2016-02-22 Thread Adam Williamson
On Mon, 2016-02-22 at 08:09 -0500, Kamil Paral wrote:

> > or it's relatively easy to do a numeric sort
> > instead (just filter all the non-digit characters and do a numeric sort
> > on the rest).
> I don't follow you here. If we have
> 24-20160510.2.c
> 24-20160510.10.c
> Then after filtering out non-digit characters we have:
> 24201605102
> 242016051010
> which still sorts incorrectly:
> 242016051010
> 24201605102
> 
> Unless you meant to parse the compose index out and then do a numeric
> sort just on that. That works.

Sorry, yes, that's what I meant. Didn't explain it very well.

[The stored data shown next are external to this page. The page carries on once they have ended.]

use clap::{Parser, Subcommand};
use std::path::PathBuf;

/// Run a pastry overlay node headlessly, or drive one manually for local
/// testing: one binary, a config-file flag, and an optional subcommand.
#[derive(Debug, Parser)]
#[command(name = "pastry-server", version, about)]
pub struct Cli {
    /// Path to a YAML config file; missing files are silently skipped and
    /// compiled-in defaults apply.
    #[arg(short, long, value_name = "FILE", default_value = "pastry.yaml")]
    pub config: PathBuf,

    /// Override `listen_port` from the config file.
    #[arg(short, long)]
    pub port: Option<u16>,

    /// Override `region` from the config file.
    #[arg(long)]
    pub region: Option<String>,

    #[command(subcommand)]
    pub command: Option<Command>,
}

#[derive(Debug, Subcommand)]
pub enum Command {
    /// Run the node headlessly: listen, join any configured bootstrap
    /// seeds, and block until Ctrl-C.
    Run,
    /// Run the node with an interactive stdin command loop
    /// (`join <addr>`, `send <hex-key> <text>`, `leave`, `quit`).
    Interactive,
    /// Start, send one message to `key`, then exit — useful for scripted
    /// smoke tests against an already-running seed.
    Send {
        /// Address of a node already in the ring.
        seed: String,
        /// Hex-encoded 128-bit destination key.
        key: String,
        /// Payload text.
        message: String,
    },
}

> > Note that we don't really *need* to indicate the compose 'type' in the
> > ID. We could instead just have it in the compose metadata. I don't care
> > strongly either way, though I think it's maybe slightly more convenient
> > to have it in the ID. 

> Originally I wanted to say I like it, because it's then easy to go
> through the list of all the composes and still see where Alpha
> candidates started (if you roughly know the date) and which was the
> final Alpha compose (the last candidate). But then I realized that
> doesn't have to be true, the last candidate doesn't have to be the
> one accepted for release. So I don't know if we're not making it easy
> with the TYPE tag to do the same mistake by other people. (OTOH, the
> same problem is with our usual Alpha RCx names, the last one doesn't
> have to be the release one).
> 
> Still, it seems to help humans, and we should document how to do it
> properly with "automata".

That's a good point, yeah. Another reason we have to explicitly track
the candidate selected as the release somewhere.

> > Also not visible in the mockup: "compose override" packages are *always
> > included in all types of compose*. This is the concept Dennis and I
> > came up with for handling blocker / freeze exception fixes; it's just a
> > more formal version of the current process, really, whereby we mark
> > packages that should be pulled into composes. At present these are only
> > pulled into TCs and RCs, they never appear in the old-style "nightly
> > composes". I believe we should *always* pull them in; it makes the
> > system a good deal simpler.

> I'm a bit confused here. The override packages were used for TCs and
> RCs, but not for Live nightlies done in Koji. Pungi4 will now do all
> of that as part of a single compose, daily, right? So are you just
> saying those override packages will end up used in all compose
> artifacts produced, and we no longer need to care about the TC+RC vs
> Live nightly difference? In that case that's great.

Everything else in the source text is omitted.